DATA LISTING:
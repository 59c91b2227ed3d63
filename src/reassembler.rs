//! Turns streamed delta envelopes into a per-thread message list.
//!
//! Arrival order is taken as the true order of each thread's text; no
//! sequence numbers are consulted.

use crate::types::{ChatMessage, ChatWsAppendResponse};

/// Apply one delta to `messages`, returning the updated list.
///
/// The input slice is left untouched so readers of the previous list never
/// observe a half-applied update.
pub fn apply(messages: &[ChatMessage], delta: &ChatWsAppendResponse) -> Vec<ChatMessage> {
    let mut next = messages.to_vec();
    match next.iter_mut().find(|m| m.thread_id == delta.thread_id) {
        Some(existing) => existing.message.push_str(&delta.message),
        None => next.push(ChatMessage {
            thread_id: delta.thread_id.clone(),
            sender: delta.sender,
            message: delta.message.clone(),
        }),
    }
    next
}

/// Convenience for folding a whole delta sequence onto an initial list.
pub fn apply_all<'a, I>(messages: &[ChatMessage], deltas: I) -> Vec<ChatMessage>
where
    I: IntoIterator<Item = &'a ChatWsAppendResponse>,
{
    deltas
        .into_iter()
        .fold(messages.to_vec(), |acc, delta| apply(&acc, delta))
}
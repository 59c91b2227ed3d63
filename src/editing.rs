//! Agent draft editing: form state, validation, and persistence.
//!
//! The editor owns the draft and a [`RoomMembershipTracker`]. Renaming or
//! re-iconing the agent updates the draft and is mirrored onto the agent's
//! room entry right away. The draft feeds [`AgentEditingSession::run_config`]
//! into the connection session when a run starts.

use crate::api::AgentStore;
use crate::error::{ConfigError, EditError, FieldError};
use crate::members::{MemberEdit, RoomMembershipTracker};
use crate::session::SessionState;
use crate::types::{Agent, AgentModel, AgentType, RunConfig, Variable};
use base64::engine::general_purpose::STANDARD;
use base64::Engine as _;
use std::path::Path;
use tokio::sync::watch;
use tracing::{debug, info, warn};

/// Read an agent draft from a TOML file using the record's field names.
pub fn load_agent_draft(path: &Path) -> Result<Agent, ConfigError> {
    let text = std::fs::read_to_string(path)?;
    let mut agent: Agent = toml::from_str(&text)?;
    if agent.variables.is_empty() {
        agent.variables.push(Variable::default());
    }
    Ok(agent)
}

/// Encode image bytes as a `data:` URL suitable for the agent icon.
pub fn icon_data_url(mime: &str, bytes: &[u8]) -> String {
    format!("data:{mime};base64,{}", STANDARD.encode(bytes))
}

/// Check every rule on `agent`, collecting all failures.
pub fn validate(agent: &Agent) -> Result<(), Vec<FieldError>> {
    let mut errors = Vec::new();
    for (field, value) in [
        ("name", &agent.name),
        ("description", &agent.description),
        ("prompt", &agent.prompt),
    ] {
        if value.trim().is_empty() {
            errors.push(FieldError {
                field,
                message: "required".into(),
            });
        }
    }

    let limit = agent.model.limit_tokens();
    if agent.model_config.max_tokens > limit {
        errors.push(FieldError {
            field: "modelConfig.maxTokens",
            message: format!("must be at most {limit} for {}", agent.model),
        });
    }
    let temperature = agent.model_config.temperature;
    if !(0.0..=1.0).contains(&temperature) {
        errors.push(FieldError {
            field: "modelConfig.temperature",
            message: format!("must be between 0 and 1, got {temperature}"),
        });
    }

    // A lone blank row means "no variables".
    let lone_blank = agent.variables.len() == 1 && agent.variables[0].is_blank();
    let all_filled = agent
        .variables
        .iter()
        .all(|v| !v.key.is_empty() && !v.value.is_empty());
    if !lone_blank && !all_filled {
        errors.push(FieldError {
            field: "variables",
            message: "every variable needs a key and a value".into(),
        });
    }

    if errors.is_empty() {
        Ok(())
    } else {
        Err(errors)
    }
}

/// Editable agent form bound to the room's participant list.
pub struct AgentEditingSession {
    draft: Agent,
    members: RoomMembershipTracker,
    saving: watch::Sender<bool>,
}

impl AgentEditingSession {
    pub fn new(mut draft: Agent) -> Self {
        if draft.variables.is_empty() {
            draft.variables.push(Variable::default());
        }
        let (saving, _) = watch::channel(false);
        Self {
            draft,
            members: RoomMembershipTracker::new(),
            saving,
        }
    }

    pub fn draft(&self) -> &Agent {
        &self.draft
    }

    /// Id of the persisted record; empty for a draft never saved.
    pub fn agent_id(&self) -> &str {
        &self.draft.ai_agent_id
    }

    pub fn members(&self) -> &RoomMembershipTracker {
        &self.members
    }

    pub fn members_mut(&mut self) -> &mut RoomMembershipTracker {
        &mut self.members
    }

    pub fn set_name(&mut self, name: impl Into<String>) {
        self.draft.name = name.into();
        self.members.mirror_edit(
            &self.draft.ai_agent_id,
            &MemberEdit::Nickname(self.draft.name.clone()),
        );
    }

    pub fn set_icon(&mut self, icon: impl Into<String>) {
        self.draft.icon = icon.into();
        self.members.mirror_edit(
            &self.draft.ai_agent_id,
            &MemberEdit::Avatar(self.draft.icon.clone()),
        );
    }

    /// Set the icon from raw image bytes.
    pub fn set_icon_bytes(&mut self, mime: &str, bytes: &[u8]) {
        self.set_icon(icon_data_url(mime, bytes));
    }

    pub fn set_description(&mut self, description: impl Into<String>) {
        self.draft.description = description.into();
    }

    pub fn set_prompt(&mut self, prompt: impl Into<String>) {
        self.draft.prompt = prompt.into();
    }

    pub fn set_agent_type(&mut self, agent_type: AgentType) {
        self.draft.agent_type = agent_type;
    }

    pub fn set_model(&mut self, model: AgentModel) {
        self.draft.model = model;
    }

    pub fn set_max_tokens(&mut self, max_tokens: u32) {
        self.draft.model_config.max_tokens = max_tokens;
    }

    pub fn set_temperature(&mut self, temperature: f32) {
        self.draft.model_config.temperature = temperature;
    }

    pub fn variables(&self) -> &[Variable] {
        &self.draft.variables
    }

    pub fn add_variable(&mut self) {
        self.draft.variables.push(Variable::default());
    }

    /// Returns false when `index` is out of range.
    pub fn set_variable_key(&mut self, index: usize, key: impl Into<String>) -> bool {
        match self.draft.variables.get_mut(index) {
            Some(v) => {
                v.key = key.into();
                true
            }
            None => false,
        }
    }

    /// Returns false when `index` is out of range.
    pub fn set_variable_value(&mut self, index: usize, value: impl Into<String>) -> bool {
        match self.draft.variables.get_mut(index) {
            Some(v) => {
                v.value = value.into();
                true
            }
            None => false,
        }
    }

    /// Remove a row. The editor always keeps at least one (blank) row.
    pub fn remove_variable(&mut self, index: usize) -> bool {
        if index >= self.draft.variables.len() {
            return false;
        }
        self.draft.variables.remove(index);
        if self.draft.variables.is_empty() {
            self.draft.variables.push(Variable::default());
        }
        true
    }

    pub fn validate(&self) -> Result<(), EditError> {
        validate(&self.draft).map_err(EditError::Invalid)
    }

    /// Inputs for a RUN built from the current draft.
    pub fn run_config(&self) -> RunConfig {
        RunConfig {
            prompt: self.draft.prompt.clone(),
            variables: self.draft.variables.clone(),
            model_config: self.draft.model_config.clone(),
        }
    }

    /// True while a save is in flight or the room is still connecting.
    pub fn is_busy(&self, session: SessionState) -> bool {
        *self.saving.borrow() || session == SessionState::Connecting
    }

    /// Watch the saving flag.
    pub fn saving(&self) -> watch::Receiver<bool> {
        self.saving.subscribe()
    }

    /// Validate and persist the draft. A first save adopts the assigned id.
    pub async fn save<S: AgentStore + ?Sized>(&mut self, store: &S) -> Result<&Agent, EditError> {
        self.validate()?;
        let flag = SavingFlag::raise(&self.saving);
        let result = if self.draft.ai_agent_id.is_empty() {
            store.create_agent(&self.draft).await
        } else {
            store
                .update_agent(&self.draft.ai_agent_id, &self.draft)
                .await
        };
        drop(flag);

        let saved = result.map_err(|e| {
            warn!("saving agent failed: {e}");
            EditError::Persist(e)
        })?;
        if self.draft.ai_agent_id.is_empty() {
            info!(agent_id = %saved.ai_agent_id, "agent created");
        } else {
            debug!(agent_id = %saved.ai_agent_id, "agent updated");
        }
        self.draft.ai_agent_id = saved.ai_agent_id;
        Ok(&self.draft)
    }

    /// Replace the description with one generated from its current text.
    ///
    /// On failure the previous description is kept.
    pub async fn generate_description<S: AgentStore + ?Sized>(
        &mut self,
        store: &S,
    ) -> Result<&str, EditError> {
        let generated = store
            .generate_description(&self.draft.description)
            .await
            .map_err(|e| {
                warn!("description generation failed: {e}");
                EditError::Persist(e)
            })?;
        self.draft.description = generated;
        Ok(&self.draft.description)
    }
}

/// Holds the saving flag up until dropped, including when the save future is.
struct SavingFlag<'a>(&'a watch::Sender<bool>);

impl<'a> SavingFlag<'a> {
    fn raise(flag: &'a watch::Sender<bool>) -> Self {
        flag.send_replace(true);
        Self(flag)
    }
}

impl Drop for SavingFlag<'_> {
    fn drop(&mut self) {
        self.0.send_replace(false);
    }
}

TASK TO CARRY OUT: Please copy the lines in the records above between the one holding "self.draft.prompt = prompt.into();" and the one holding "pub fn variables(&self)", inclusive, exactly and with no other line.

WRITTEN SOLUTION:
        self.draft.prompt = prompt.into();
    }

    pub fn set_agent_type(&mut self, agent_type: AgentType) {
        self.draft.agent_type = agent_type;
    }

    pub fn set_model(&mut self, model: AgentModel) {
        self.draft.model = model;
    }

    pub fn set_max_tokens(&mut self, max_tokens: u32) {
        self.draft.model_config.max_tokens = max_tokens;
    }

    pub fn set_temperature(&mut self, temperature: f32) {
        self.draft.model_config.temperature = temperature;
    }

    pub fn variables(&self) -> &[Variable] {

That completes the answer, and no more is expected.